▸ **PROBLEM DESCRIPTION**
Would you return every entry, exactly as it is written?

▸ **EXERCISE DATA**
[Start of section]

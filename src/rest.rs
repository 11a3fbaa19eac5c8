//! Bearer-authenticated REST calls for a resolved client
//!
//! Requests go to paths relative to the descriptor's instance URL. A 401
//! response triggers one refresh through the descriptor's refresher and one
//! retry; anything else is returned as-is.

use reqwest::{Client, Method, Response, StatusCode};
use secrecy::ExposeSecret;
use serde::de::DeserializeOwned;
use serde::Serialize;
use tracing::{debug, info};
use url::Url;

use crate::core::ClientDescriptor;
use crate::error::{CredentialError, Result};

/// HTTP client bound to one account
#[derive(Debug)]
pub struct RestClient {
    http: Client,
    descriptor: ClientDescriptor,
}

impl RestClient {
    pub fn new(descriptor: ClientDescriptor) -> Self {
        Self::with_http_client(Client::new(), descriptor)
    }

    pub fn with_http_client(http: Client, descriptor: ClientDescriptor) -> Self {
        Self { http, descriptor }
    }

    pub fn descriptor(&self) -> &ClientDescriptor {
        &self.descriptor
    }

    /// GET a path and decode the JSON body
    pub async fn get_json<T: DeserializeOwned>(&self, path: &str) -> Result<T> {
        let response = self.send::<()>(Method::GET, path, None).await?;
        Ok(check_status(response).await?.json().await?)
    }

    /// POST a JSON body to a path and decode the JSON answer
    pub async fn post_json<B, T>(&self, path: &str, body: &B) -> Result<T>
    where
        B: Serialize + ?Sized,
        T: DeserializeOwned,
    {
        let response = self.send(Method::POST, path, Some(body)).await?;
        Ok(check_status(response).await?.json().await?)
    }

    /// Send a request, refreshing the access token once on 401
    ///
    /// The returned response may still carry an error status.
    pub async fn send<B>(&self, method: Method, path: &str, body: Option<&B>) -> Result<Response>
    where
        B: Serialize + ?Sized,
    {
        let url = self.url_for(path)?;

        let token = match self.descriptor.access_token() {
            Some(token) => token,
            // A previous refresh failed; try once more before the first call
            None => self.descriptor.refresh_access_token().await?,
        };

        let response = self.execute(&method, &url, body, token.expose_secret()).await?;
        if response.status() != StatusCode::UNAUTHORIZED {
            return Ok(response);
        }

        info!(account = %self.descriptor.account(), "Access token rejected, refreshing");
        let token = self.descriptor.refresh_access_token().await?;
        self.execute(&method, &url, body, token.expose_secret()).await
    }

    async fn execute<B>(
        &self,
        method: &Method,
        url: &Url,
        body: Option<&B>,
        token: &str,
    ) -> Result<Response>
    where
        B: Serialize + ?Sized,
    {
        debug!("{} {}", method, url);
        let mut request = self
            .http
            .request(method.clone(), url.clone())
            .bearer_auth(token)
            .header("Accept", "application/json");
        if let Some(body) = body {
            request = request.json(body);
        }
        Ok(request.send().await?)
    }

    fn url_for(&self, path: &str) -> Result<Url> {
        self.descriptor
            .instance_url()
            .join(path)
            .map_err(|e| {
                CredentialError::InvalidInput(format!("Invalid request path '{}': {}", path, e))
            })
    }
}

async fn check_status(response: Response) -> Result<Response> {
    let status = response.status();
    if status.is_success() {
        return Ok(response);
    }
    let message = response.text().await.unwrap_or_default();
    Err(CredentialError::Api {
        status: status.as_u16(),
        message,
    })
}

[End of section]

▸ **WRITTEN ANSWER**
filename src/rest.rs
repository 11a3fbaa19eac5c8
//! Bearer-authenticated REST calls for a resolved client
//!
//! Requests go to paths relative to the descriptor's instance URL. A 401
//! response triggers one refresh through the descriptor's refresher and one
//! retry; anything else is returned as-is.

use reqwest::{Client, Method, Response, StatusCode};
use secrecy::ExposeSecret;
use serde::de::DeserializeOwned;
use serde::Serialize;
use tracing::{debug, info};
use url::Url;

use crate::core::ClientDescriptor;
use crate::error::{CredentialError, Result};

/// HTTP client bound to one account
#[derive(Debug)]
pub struct RestClient {
    http: Client,
    descriptor: ClientDescriptor,
}

impl RestClient {
    pub fn new(descriptor: ClientDescriptor) -> Self {
        Self::with_http_client(Client::new(), descriptor)
    }

    pub fn with_http_client(http: Client, descriptor: ClientDescriptor) -> Self {
        Self { http, descriptor }
    }

    pub fn descriptor(&self) -> &ClientDescriptor {
        &self.descriptor
    }

    /// GET a path and decode the JSON body
    pub async fn get_json<T: DeserializeOwned>(&self, path: &str) -> Result<T> {
        let response = self.send::<()>(Method::GET, path, None).await?;
        Ok(check_status(response).await?.json().await?)
    }

    /// POST a JSON body to a path and decode the JSON answer
    pub async fn post_json<B, T>(&self, path: &str, body: &B) -> Result<T>
    where
        B: Serialize + ?Sized,
        T: DeserializeOwned,
    {
        let response = self.send(Method::POST, path, Some(body)).await?;
        Ok(check_status(response).await?.json().await?)
    }

    /// Send a request, refreshing the access token once on 401
    ///
    /// The returned response may still carry an error status.
    pub async fn send<B>(&self, method: Method, path: &str, body: Option<&B>) -> Result<Response>
    where
        B: Serialize + ?Sized,
    {
        let url = self.url_for(path)?;

        let token = match self.descriptor.access_token() {
            Some(token) => token,
            // A previous refresh failed; try once more before the first call
            None => self.descriptor.refresh_access_token().await?,
        };

        let response = self.execute(&method, &url, body, token.expose_secret()).await?;
        if response.status() != StatusCode::UNAUTHORIZED {
            return Ok(response);
        }

        info!(account = %self.descriptor.account(), "Access token rejected, refreshing");
        let token = self.descriptor.refresh_access_token().await?;
        self.execute(&method, &url, body, token.expose_secret()).await
    }

    async fn execute<B>(
        &self,
        method: &Method,
        url: &Url,
        body: Option<&B>,
        token: &str,
    ) -> Result<Response>
    where
        B: Serialize + ?Sized,
    {
        debug!("{} {}", method, url);
        let mut request = self
            .http
            .request(method.clone(), url.clone())
            .bearer_auth(token)
            .header("Accept", "application/json");
        if let Some(body) = body {
            request = request.json(body);
        }
        Ok(request.send().await?)
    }

    fn url_for(&self, path: &str) -> Result<Url> {
        self.descriptor
            .instance_url()
            .join(path)
            .map_err(|e| {
                CredentialError::InvalidInput(format!("Invalid request path '{}': {}", path, e))
            })
    }
}

async fn check_status(response: Response) -> Result<Response> {
    let status = response.status();
    if status.is_success() {
        return Ok(response);
    }
    let message = response.text().await.unwrap_or_default();
    Err(CredentialError::Api {
        status: status.as_u16(),
        message,
    })
}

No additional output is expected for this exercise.